Moscow takes its hot rumors with aplomb

* Did you hear that Soviet gasoline prices are about to go up? * How about the coming currency reform, whereby new ruble notes will be issued as part of a call-in of the hundreds of thousands said to be stuffed in drawers, cabinets, and mattresses for use in a thriving "unofficial" economy?

* And President Leonid Brezhnev had decided to retire . . . but has changed his mind?

Well, don't -- necessarily -- believe any of it.

The Moscow rumor mill, a vibrant anomaly in this closed political system, seems to be working overtime for the Feb. 23 opening of the five-yearly Soviet Communist Party congress here.

Ask any diplomat to comment on the reports, and you'll almost inevitably be told: "I've heard the same rumors you have."

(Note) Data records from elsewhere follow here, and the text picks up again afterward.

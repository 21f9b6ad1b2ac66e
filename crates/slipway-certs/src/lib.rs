//! slipway-certs — TLS certificates for the reverse proxy.
//!
//! Two sources, one interface: the proxy terminates TLS with a rustls
//! server config whose certificate resolver reads from a shared
//! [`CertStore`]. In self-signed mode the store holds one long-lived pair
//! generated (once) by rcgen and serving every configured host. In ACME
//! mode certificates are issued per host over HTTP-01, cached on disk,
//! and renewed in the background; issuance is gated by a [`HostPolicy`]
//! allow-list so arbitrary `Host` headers can never mint certificates.
//!
//! Resolution fails closed: a host with no certificate gets no handshake,
//! never a plaintext fallback.

pub mod acme;
pub mod error;
pub mod policy;
pub mod resolver;
pub mod self_signed;
pub mod store;

pub use acme::AcmeManager;
pub use error::{CertError, CertResult};
pub use policy::HostPolicy;
pub use resolver::{server_config, CertResolver};
pub use self_signed::load_or_generate;
pub use store::{CertKeyPem, CertStore, ChallengeStore};
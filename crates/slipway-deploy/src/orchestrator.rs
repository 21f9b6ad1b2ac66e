//! Blue-green deployment orchestrator.
//!
//! `Deployer` owns the per-attempt state machine. The old version keeps
//! serving until the swap phase; the swap promotes the health-checked
//! candidate before the outgoing container is destroyed, so there is
//! never a moment with no addressable backend.

use std::collections::HashSet;
use std::sync::{Arc, Mutex};
use std::time::Duration;

use tokio::sync::mpsc;
use tracing::{info, warn};

use slipway_core::{names, Application};
use slipway_engine::{ContainerEngine, ContainerSpec, EngineError};
use slipway_routes::{RouteEntry, RouteTable};

use crate::error::{DeployError, DeployResult};
use crate::events::{DeployEvent, Progress};
use crate::phase::DeployPhase;
use crate::prober::{self, ProbeOutcome};
use crate::warm::{self, WarmReport, WARM_REQUESTS};

/// Ceiling for health polling when the container declares no check window.
pub const DEFAULT_HEALTH_DEADLINE: Duration = Duration::from_secs(60);

/// Network the engine auto-attaches at creation; membership is forced onto
/// the app network instead.
const DEFAULT_ENGINE_NETWORK: &str = "bridge";

/// Options for one deployment attempt.
#[derive(Debug, Clone, Copy)]
pub struct DeployOptions {
    /// Pull the image before creating the candidate.
    pub pull: bool,
    /// Gate the swap on the container's health check.
    pub run_healthchecks: bool,
}

impl Default for DeployOptions {
    fn default() -> Self {
        Self {
            pull: true,
            run_healthchecks: true,
        }
    }
}

/// Role a container plays for its host.
#[derive(Debug, Clone, Copy, PartialEq, Eq)]
pub enum Role {
    Running,
    Next,
}

/// A named, addressable container the orchestrator created.
#[derive(Debug, Clone, PartialEq)]
pub struct ContainerHandle {
    pub name: String,
    pub id: String,
    pub ip: String,
    pub role: Role,
}

/// Result of a completed (DONE) deployment attempt.
#[derive(Debug, Clone, PartialEq)]
pub struct DeployOutcome {
    pub host: String,
    pub handle: ContainerHandle,
    pub route: RouteEntry,
    pub warm: Option<WarmReport>,
}

/// Drives blue-green deployments against a container engine.
///
/// One attempt per host at a time; attempts for distinct hosts run
/// concurrently and share only the route table.
pub struct Deployer<E> {
    engine: Arc<E>,
    routes: RouteTable,
    in_flight: Arc<Mutex<HashSet<String>>>,
}

impl<E: ContainerEngine> Deployer<E> {
    pub fn new(engine: Arc<E>, routes: RouteTable) -> Self {
        Self {
            engine,
            routes,
            in_flight: Arc::new(Mutex::new(HashSet::new())),
        }
    }

    /// The route table this deployer publishes into.
    pub fn routes(&self) -> &RouteTable {
        &self.routes
    }

    /// Run one deployment attempt to a terminal state.
    pub async fn deploy(&self, app: &Application, opts: DeployOptions) -> DeployResult<DeployOutcome> {
        self.deploy_with_progress(app, opts, None).await
    }

    /// Like [`deploy`](Self::deploy), with progress events published to
    /// the given channel.
    pub async fn deploy_with_progress(
        &self,
        app: &Application,
        opts: DeployOptions,
        events: Option<mpsc::UnboundedSender<DeployEvent>>,
    ) -> DeployResult<DeployOutcome> {
        let _guard = self.claim(&app.host)?;
        let progress = Progress::new(events);
        self.run(app, opts, &progress).await
    }

    /// Reserve the host slot; dropped guard releases it.
    pub(crate) fn claim(&self, host: &str) -> DeployResult<InFlightGuard> {
        let mut in_flight = self.in_flight.lock().expect("in-flight lock");
        if !in_flight.insert(host.to_string()) {
            return Err(DeployError::AlreadyInFlight(host.to_string()));
        }
        Ok(InFlightGuard {
            set: Arc::clone(&self.in_flight),
            host: host.to_string(),
        })
    }

    async fn run(
        &self,
        app: &Application,
        opts: DeployOptions,
        progress: &Progress,
    ) -> DeployResult<DeployOutcome> {
        let host = app.host.as_str();
        let next_name = names::next(host);
        let running_name = names::running(host);

        // Bad env or network references are fatal before any container is
        // touched.
        let env = slipway_core::env::resolve(&app.env)?;
        if !self
            .engine
            .network_exists(&app.network)
            .await
            .map_err(|e| self.engine_err(host, DeployPhase::CreatingNext, e))?
        {
            return Err(DeployError::UnknownNetwork {
                host: host.to_string(),
                network: app.network.clone(),
            });
        }

        if opts.pull {
            progress.phase(host, DeployPhase::Pulling);
            info!(%host, image = %app.image, "pulling image");
            self.engine
                .pull_image(&app.image, app.registry.as_ref())
                .await
                .map_err(|e| self.engine_err(host, DeployPhase::Pulling, e))?;
        }

        progress.phase(host, DeployPhase::StoppingNext);
        self.reclaim_stale(&next_name)
            .await
            .map_err(|e| self.engine_err(host, DeployPhase::StoppingNext, e))?;

        progress.phase(host, DeployPhase::CreatingNext);
        let candidate = self
            .create_candidate(app, &next_name, env)
            .await
            .map_err(|e| self.engine_err(host, DeployPhase::CreatingNext, e))?;
        info!(%host, id = %candidate.id, ip = %candidate.ip, "candidate started");

        progress.phase(host, DeployPhase::Healthchecking);
        let outcome = if opts.run_healthchecks {
            let deadline = candidate
                .healthcheck_deadline
                .unwrap_or(DEFAULT_HEALTH_DEADLINE);
            prober::poll(self.engine.as_ref(), &next_name, deadline)
                .await
                .map_err(|e| self.engine_err(host, DeployPhase::Healthchecking, e))?
        } else {
            ProbeOutcome::Healthy
        };

        match outcome {
            ProbeOutcome::Healthy => {}
            ProbeOutcome::Unhealthy => {
                self.rollback(host, &next_name, "unhealthy", progress).await;
                return Err(DeployError::HealthCheckUnhealthy {
                    host: host.to_string(),
                });
            }
            ProbeOutcome::TimedOut => {
                self.rollback(host, &next_name, "health check timeout", progress)
                    .await;
                return Err(DeployError::HealthCheckTimeout {
                    host: host.to_string(),
                });
            }
        }

        progress.phase(host, DeployPhase::Swapping);
        let route = self
            .swap(app, &next_name, &running_name, &candidate)
            .await?;

        let warm_report = if app.warm {
            self.warm_backend(host, &route, progress).await
        } else {
            None
        };

        progress.phase(host, DeployPhase::Done);
        info!(%host, id = %candidate.id, backend = %route.authority(), "deploy complete");

        Ok(DeployOutcome {
            host: host.to_string(),
            handle: ContainerHandle {
                name: running_name,
                id: candidate.id,
                ip: candidate.ip,
                role: Role::Running,
            },
            route,
            warm: warm_report,
        })
    }

    /// Stop and remove a stale candidate from a previous failed attempt.
    /// Absence is not an error.
    async fn reclaim_stale(&self, next_name: &str) -> Result<(), EngineError> {
        if self.engine.inspect_container(next_name).await?.is_none() {
            return Ok(());
        }
        info!(container = next_name, "reclaiming stale candidate");
        match self.engine.stop_container(next_name).await {
            Ok(()) | Err(EngineError::NotFound(_)) => {}
            Err(e) => return Err(e),
        }
        match self.engine.remove_container(next_name).await {
            Ok(()) | Err(EngineError::NotFound(_)) => Ok(()),
            Err(e) => Err(e),
        }
    }

    /// Create, start, and network-attach the candidate container.
    async fn create_candidate(
        &self,
        app: &Application,
        next_name: &str,
        env: Vec<String>,
    ) -> Result<Candidate, EngineError> {
        let spec = ContainerSpec {
            name: next_name.to_string(),
            image: app.image.clone(),
            env,
            binds: app.volumes.clone(),
        };
        let id = self.engine.create_container(&spec).await?;
        self.engine.start_container(next_name).await?;

        // Force membership on the app network even when the engine
        // auto-attached its default network.
        if app.network != DEFAULT_ENGINE_NETWORK {
            if let Err(e) = self
                .engine
                .disconnect_network(next_name, DEFAULT_ENGINE_NETWORK)
                .await
            {
                tracing::debug!(container = next_name, error = %e, "default network detach skipped");
            }
            self.engine.connect_network(next_name, &app.network).await?;
        }

        let info = self
            .engine
            .inspect_container(next_name)
            .await?
            .ok_or_else(|| EngineError::NotFound(next_name.to_string()))?;
        let ip = info
            .ip_on(&app.network)
            .ok_or_else(|| {
                EngineError::Api(format!(
                    "container '{next_name}' has no address on network '{}'",
                    app.network
                ))
            })?
            .to_string();

        Ok(Candidate {
            id,
            ip,
            healthcheck_deadline: info.healthcheck.map(|w| w.deadline()),
        })
    }

    /// Promote the candidate, publish its route, then destroy the old
    /// container. Rename-before-destroy: a failure mid-swap leaves the old
    /// container live and addressable, never a serving gap.
    async fn swap(
        &self,
        app: &Application,
        next_name: &str,
        running_name: &str,
        candidate: &Candidate,
    ) -> DeployResult<RouteEntry> {
        let host = app.host.as_str();
        let retired_name = names::retired(host);

        let old = self
            .engine
            .inspect_container(running_name)
            .await
            .map_err(|e| self.engine_err(host, DeployPhase::Swapping, e))?;

        if old.is_some() {
            // Clear any leftover from an interrupted earlier swap so the
            // retiring rename cannot collide.
            if self
                .engine
                .inspect_container(&retired_name)
                .await
                .map_err(|e| self.engine_err(host, DeployPhase::Swapping, e))?
                .is_some()
            {
                warn!(container = %retired_name, "removing leftover retired container");
                let _ = self.engine.stop_container(&retired_name).await;
                self.engine
                    .remove_container(&retired_name)
                    .await
                    .map_err(|e| self.engine_err(host, DeployPhase::Swapping, e))?;
            }

            self.engine
                .rename_container(running_name, &retired_name)
                .await
                .map_err(|e| DeployError::SwapInconsistency {
                    host: host.to_string(),
                    detail: format!(
                        "could not retire '{running_name}': {e}; previous container still serving"
                    ),
                })?;
        }

        if let Err(e) = self.engine.rename_container(next_name, running_name).await {
            return Err(DeployError::SwapInconsistency {
                host: host.to_string(),
                detail: format!(
                    "promotion rename '{next_name}' → '{running_name}' failed: {e}; \
                     previous container still serving"
                ),
            });
        }

        let route = RouteEntry {
            address: candidate.ip.clone(),
            port: app.container_port,
        };
        self.routes.publish(host, route.clone());

        if old.is_some() {
            let stop = self.engine.stop_container(&retired_name).await;
            let remove = self.engine.remove_container(&retired_name).await;
            if let Err(e) = stop.and(remove) {
                return Err(DeployError::SwapInconsistency {
                    host: host.to_string(),
                    detail: format!(
                        "new container is live and routed, but retired container \
                         '{retired_name}' could not be destroyed: {e}"
                    ),
                });
            }
        }

        Ok(route)
    }

    /// Destroy the failed candidate. The live container and its route are
    /// untouched.
    async fn rollback(&self, host: &str, next_name: &str, reason: &str, progress: &Progress) {
        progress.phase(host, DeployPhase::Rollback);
        warn!(%host, %reason, "rolling back candidate");
        match self.engine.stop_container(next_name).await {
            Ok(()) | Err(EngineError::NotFound(_)) => {}
            Err(e) => warn!(%host, error = %e, "rollback stop failed"),
        }
        match self.engine.remove_container(next_name).await {
            Ok(()) | Err(EngineError::NotFound(_)) => {}
            Err(e) => warn!(%host, error = %e, "rollback remove failed"),
        }
        progress.emit(DeployEvent::RolledBack {
            host: host.to_string(),
            reason: reason.to_string(),
        });
    }

    async fn warm_backend(
        &self,
        host: &str,
        route: &RouteEntry,
        progress: &Progress,
    ) -> Option<WarmReport> {
        match warm::run(host, &route.authority(), WARM_REQUESTS).await {
            Ok(report) => {
                info!(
                    %host,
                    min = ?report.min,
                    max = ?report.max,
                    avg = ?report.avg,
                    "warmup complete"
                );
                progress.emit(DeployEvent::Warmed {
                    host: host.to_string(),
                    report,
                });
                Some(report)
            }
            Err(e) => {
                warn!(%host, error = %e, "warmup failed (non-fatal)");
                None
            }
        }
    }

    fn engine_err(&self, host: &str, phase: DeployPhase, source: EngineError) -> DeployError {
        DeployError::Engine {
            host: host.to_string(),
            phase,
            source,
        }
    }
}

struct Candidate {
    id: String,
    ip: String,
    healthcheck_deadline: Option<Duration>,
}

/// RAII release of the per-host in-flight slot.
#[derive(Debug)]
pub(crate) struct InFlightGuard {
    set: Arc<Mutex<HashSet<String>>>,
    host: String,
}

impl Drop for InFlightGuard {
    fn drop(&mut self) {
        self.set.lock().expect("in-flight lock").remove(&self.host);
    }
}
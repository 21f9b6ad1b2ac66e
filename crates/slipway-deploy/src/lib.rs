//! slipway-deploy — the blue-green deployment orchestrator.
//!
//! One [`Deployer`] drives the per-host state machine: pull, replace any
//! stale candidate, create and start the new container, gate on its health
//! check, then swap it into the live slot and publish its address to the
//! route table. The previous version keeps serving until the instant of
//! the swap; an unhealthy candidate is rolled back without touching the
//! live container or its route.

pub mod error;
pub mod events;
pub mod orchestrator;
pub mod phase;
pub mod prober;
pub mod restore;
pub mod warm;

#[cfg(test)]
pub(crate) mod fake;

pub use error::{DeployError, DeployResult};
pub use events::DeployEvent;
pub use orchestrator::{ContainerHandle, DeployOptions, DeployOutcome, Deployer, Role};
pub use phase::DeployPhase;
pub use prober::ProbeOutcome;
pub use restore::{restore_routes, run_resync, RestoreStats};
pub use warm::WarmReport;
//! `slipway status` — inspect live state per configured app.

use std::path::Path;
use std::sync::Arc;

use slipway_core::{names, Config};
use slipway_engine::{ContainerEngine, DockerEngine, HealthState};

pub async fn run(config_path: &Path) -> anyhow::Result<()> {
    let config = Config::from_file(config_path)?;

    let engine = Arc::new(match &config.engine.socket {
        Some(socket) => DockerEngine::connect_with_socket(socket)?,
        None => DockerEngine::connect_local()?,
    });

    for app in &config.apps {
        let name = names::running(&app.host);
        match engine.inspect_container(&name).await? {
            Some(info) => {
                let state = if info.running { "running" } else { "stopped" };
                let health = match info.health {
                    HealthState::Absent => "no healthcheck",
                    HealthState::Starting => "starting",
                    HealthState::Healthy => "healthy",
                    HealthState::Unhealthy => "unhealthy",
                };
                let address = info
                    .ip_on(&app.network)
                    .map(|ip| format!("{ip}:{}", app.container_port))
                    .unwrap_or_else(|| "no address".to_string());
                println!(
                    "{host}: {state} ({health}) {address} image={image}",
                    host = app.host,
                    image = info.image,
                );
            }
            None => println!("{}: not deployed", app.host),
        }
    }
    Ok(())
}
//! Error types for certificate management.

use thiserror::Error;

/// Result type alias for certificate operations.
pub type CertResult<T> = Result<T, CertError>;

/// Errors from certificate loading, generation, and ACME issuance.
#[derive(Debug, Error)]
pub enum CertError {
    #[error("certificate I/O error: {0}")]
    Io(#[from] std::io::Error),

    #[error("invalid PEM material: {0}")]
    Pem(String),

    #[error("TLS key handling failed: {0}")]
    Tls(String),

    #[error("certificate generation failed: {0}")]
    Generation(#[from] rcgen::Error),

    #[error("ACME protocol error: {0}")]
    Acme(String),

    #[error("ACME account credentials are unreadable: {0}")]
    Credentials(#[from] serde_json::Error),

    #[error("host '{0}' is not in the configured application set")]
    HostNotAllowed(String),

    #[error("certificate order for '{host}' failed: {detail}")]
    OrderFailed { host: String, detail: String },
}

impl From<instant_acme::Error> for CertError {
    fn from(err: instant_acme::Error) -> Self {
        CertError::Acme(err.to_string())
    }
}
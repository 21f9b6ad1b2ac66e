use std::path::PathBuf;

use clap::{Parser, Subcommand};

mod commands;

#[derive(Parser)]
#[command(
    name = "slipway",
    about = "slipway — blue-green container deploys behind a TLS proxy",
    version,
    propagate_version = true,
)]
struct Cli {
    #[command(subcommand)]
    command: Commands,
}

#[derive(Subcommand)]
enum Commands {
    /// Deploy one configured app, or all of them.
    ///
    /// Each app gets a full blue-green cycle: pull, start the candidate,
    /// health-check, swap. A failed host does not stop the rest.
    Deploy {
        /// Path to slipway.toml.
        #[arg(short, long, default_value = "slipway.toml")]
        config: PathBuf,
        /// Deploy only this host.
        #[arg(long)]
        host: Option<String>,
        /// Skip the image pull.
        #[arg(long)]
        no_pull: bool,
        /// Treat the candidate as healthy without polling.
        #[arg(long)]
        skip_healthchecks: bool,
    },
    /// Show container and route state for every configured app.
    Status {
        /// Path to slipway.toml.
        #[arg(short, long, default_value = "slipway.toml")]
        config: PathBuf,
    },
    /// Write a starter slipway.toml.
    Init {
        #[arg(default_value = "slipway.toml")]
        path: PathBuf,
    },
}

#[tokio::main]
async fn main() -> anyhow::Result<()> {
    tracing_subscriber::fmt()
        .with_env_filter(
            tracing_subscriber::EnvFilter::try_from_default_env()
                .unwrap_or_else(|_| "warn".parse().expect("default filter")),
        )
        .init();

    let cli = Cli::parse();

    match cli.command {
        Commands::Deploy {
            config,
            host,
            no_pull,
            skip_healthchecks,
        } => commands::deploy::run(&config, host.as_deref(), no_pull, skip_healthchecks).await,
        Commands::Status { config } => commands::status::run(&config).await,
        Commands::Init { path } => commands::init::run(&path),
    }
}
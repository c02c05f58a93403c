//! Time source for token issuance and expiry checks

use chrono::{DateTime, Duration, Utc};
use std::sync::atomic::{AtomicI64, Ordering};

/// Source of the current time
pub trait Clock: Send + Sync + std::fmt::Debug {
    fn now(&self) -> DateTime<Utc>;
}

/// Wall clock
#[derive(Debug, Default, Clone, Copy)]
pub struct SystemClock;

impl Clock for SystemClock {
    fn now(&self) -> DateTime<Utc> {
        Utc::now()
    }
}

/// Clock that only moves when told to, with whole-second resolution
#[derive(Debug)]
pub struct ManualClock {
    secs: AtomicI64,
}

impl ManualClock {
    pub fn new(start: DateTime<Utc>) -> Self {
        Self {
            secs: AtomicI64::new(start.timestamp()),
        }
    }

    /// Clock starting at the given UNIX timestamp
    pub fn at_timestamp(secs: i64) -> Self {
        Self {
            secs: AtomicI64::new(secs),
        }
    }

    pub fn set(&self, now: DateTime<Utc>) {
        self.secs.store(now.timestamp(), Ordering::SeqCst);
    }

    /// Move the clock forward (or backward, for negative durations)
    pub fn advance(&self, by: Duration) {
        self.secs.fetch_add(by.num_seconds(), Ordering::SeqCst);
    }
}

impl Clock for ManualClock {
    fn now(&self) -> DateTime<Utc> {
        DateTime::from_timestamp(self.secs.load(Ordering::SeqCst), 0).unwrap_or_default()
    }
}
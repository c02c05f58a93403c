//! Revision 001: users and the resources they own

use crate::migrate::schema::{ColumnType, ForeignKey, Index, SchemaOp, Table};
use crate::migrate::Migration;

pub(super) fn migration() -> Migration {
    Migration {
        revision: "001",
        down_revision: None,
        description: "initial migration",
        upgrade,
        downgrade,
    }
}

fn upgrade() -> Vec<SchemaOp> {
    vec![
        SchemaOp::CreateTable(
            Table::new("users")
                .column("id", ColumnType::Serial)
                .column("email", ColumnType::Varchar(255))
                .column("password_hash", ColumnType::Varchar(255))
                .column("created_at", ColumnType::Timestamp)
                .primary_key(&["id"]),
        ),
        SchemaOp::CreateIndex(Index::unique("ix_users_email", "users", &["email"])),
        SchemaOp::CreateIndex(Index::new("ix_users_id", "users", &["id"])),
        SchemaOp::CreateTable(
            Table::new("datasets")
                .column("id", ColumnType::Serial)
                .column("user_id", ColumnType::Integer)
                .column("filename", ColumnType::Varchar(512))
                .column("file_type", ColumnType::Varchar(32))
                .column("storage_path", ColumnType::Varchar(1024))
                .column("n_points", ColumnType::Integer)
                .column("bbox_json", ColumnType::Text)
                .column("created_at", ColumnType::Timestamp)
                .primary_key(&["id"])
                .foreign_key(ForeignKey::cascade("user_id", "users", "id")),
        ),
        SchemaOp::CreateIndex(Index::new("ix_datasets_id", "datasets", &["id"])),
        SchemaOp::CreateIndex(Index::new("ix_datasets_user_id", "datasets", &["user_id"])),
        SchemaOp::CreateTable(
            Table::new("analysis_runs")
                .column("id", ColumnType::Serial)
                .column("dataset_id", ColumnType::Integer)
                .column("user_id", ColumnType::Integer)
                .column("params_json", ColumnType::Text)
                .column("result_json", ColumnType::Text)
                .column("created_at", ColumnType::Timestamp)
                .primary_key(&["id"])
                .foreign_key(ForeignKey::cascade("dataset_id", "datasets", "id"))
                .foreign_key(ForeignKey::cascade("user_id", "users", "id")),
        ),
        SchemaOp::CreateIndex(Index::new(
            "ix_analysis_runs_dataset_id",
            "analysis_runs",
            &["dataset_id"],
        )),
        SchemaOp::CreateIndex(Index::new("ix_analysis_runs_id", "analysis_runs", &["id"])),
        SchemaOp::CreateIndex(Index::new(
            "ix_analysis_runs_user_id",
            "analysis_runs",
            &["user_id"],
        )),
        SchemaOp::CreateTable(
            Table::new("places")
                .column("id", ColumnType::Varchar(36))
                .column("user_id", ColumnType::Integer)
                .nullable_column("name", ColumnType::Varchar(255))
                .nullable_column("category", ColumnType::Varchar(100))
                .column("lat", ColumnType::Double)
                .column("lon", ColumnType::Double)
                .nullable_column("notes", ColumnType::Text)
                .nullable_column("tags", ColumnType::Json)
                .column("created_at", ColumnType::Timestamp)
                .primary_key(&["id"])
                .foreign_key(ForeignKey::cascade("user_id", "users", "id")),
        ),
        SchemaOp::CreateIndex(Index::new("ix_places_id", "places", &["id"])),
        SchemaOp::CreateIndex(Index::new("ix_places_user_id", "places", &["user_id"])),
    ]
}

// Indices go before the tables carrying them, and places / analysis_runs
// before the datasets / users they reference.
fn downgrade() -> Vec<SchemaOp> {
    vec![
        SchemaOp::DropIndex { name: "ix_places_user_id", table: "places" },
        SchemaOp::DropIndex { name: "ix_places_id", table: "places" },
        SchemaOp::DropTable("places"),
        SchemaOp::DropIndex { name: "ix_analysis_runs_user_id", table: "analysis_runs" },
        SchemaOp::DropIndex { name: "ix_analysis_runs_id", table: "analysis_runs" },
        SchemaOp::DropIndex { name: "ix_analysis_runs_dataset_id", table: "analysis_runs" },
        SchemaOp::DropTable("analysis_runs"),
        SchemaOp::DropIndex { name: "ix_datasets_user_id", table: "datasets" },
        SchemaOp::DropIndex { name: "ix_datasets_id", table: "datasets" },
        SchemaOp::DropTable("datasets"),
        SchemaOp::DropIndex { name: "ix_users_id", table: "users" },
        SchemaOp::DropIndex { name: "ix_users_email", table: "users" },
        SchemaOp::DropTable("users"),
    ]
}

#[cfg(test)]
mod tests {
    use super::*;

    #[test]
    fn test_downgrade_is_exact_inverse_of_upgrade() {
        let inverted: Vec<SchemaOp> = upgrade().iter().rev().filter_map(SchemaOp::inverse).collect();
        assert_eq!(inverted, downgrade());
    }

    #[test]
    fn test_every_foreign_key_is_indexed() {
        let ops = upgrade();
        let indexed: Vec<(&str, &str)> = ops
            .iter()
            .filter_map(|op| match op {
                SchemaOp::CreateIndex(ix) if ix.columns.len() == 1 => Some((ix.table, ix.columns[0])),
                _ => None,
            })
            .collect();

        for op in &ops {
            if let SchemaOp::CreateTable(table) = op {
                for fk in &table.foreign_keys {
                    assert!(indexed.contains(&(table.name, fk.column)), "{}.{} not indexed", table.name, fk.column);
                }
            }
        }
    }

    #[test]
    fn test_only_email_index_is_unique() {
        let unique: Vec<&str> = upgrade()
            .iter()
            .filter_map(|op| match op {
                SchemaOp::CreateIndex(ix) if ix.unique => Some(ix.name),
                _ => None,
            })
            .collect();
        assert_eq!(unique, ["ix_users_email"]);
    }
}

Talk to Muscovites and you'll ofter get much the same answer. Visitors from elsewhere in the Soviet Union say, yes, they've heard the rumors, too.

Perhaps the most credible explanation is that Soviet readers pick through the official press and, not unlike curious diplomats or foreign reporters, draw what appear to be logical conclusions.

For months -- amid spirited Soviet denials of CIA predications that this country's oil production may soon be on the decline -- the official media have carried calls for energy conservation.

Thus, the deduction: Gas prices may go up.

There has also been evident official concern over the fact that lots of rubles seem to be tucked in lots of places other than banks. Muscovites say many of them get spent greasing the rusty supply wheels for various commodities.

The apparent deduction: Maybe the Brezhnev regime will do what former Soviet leaders did before him -- issue new, revalued ruble notes and call in the old ones.

Mr. Brezhnev, by the way, is getting on in years. He has published his memoirs to great official praise.

Maybe, the rumor went for a while, he is getting ready to retire.

But effusive media praise for the Soviet President in recent months seems to have short-circuited that reasoning.

In Soviet political tradition, leaders don't retire. They either arem retired , or they pass on.

The Muscovite rumorers -- and Moscow diplomats -- seem to have decided that the pre-congress Brezhnev buildup is not a credible line on a man on his way out.

So Moscow will wait with bated breath to see what the congress does produce?

Not exactly, to go by the remarks of at least some rumor processors.

"We will know the truth about these things," one of them, a Moscow student, said with no vis ible trace of anxiety, "when these things are announced."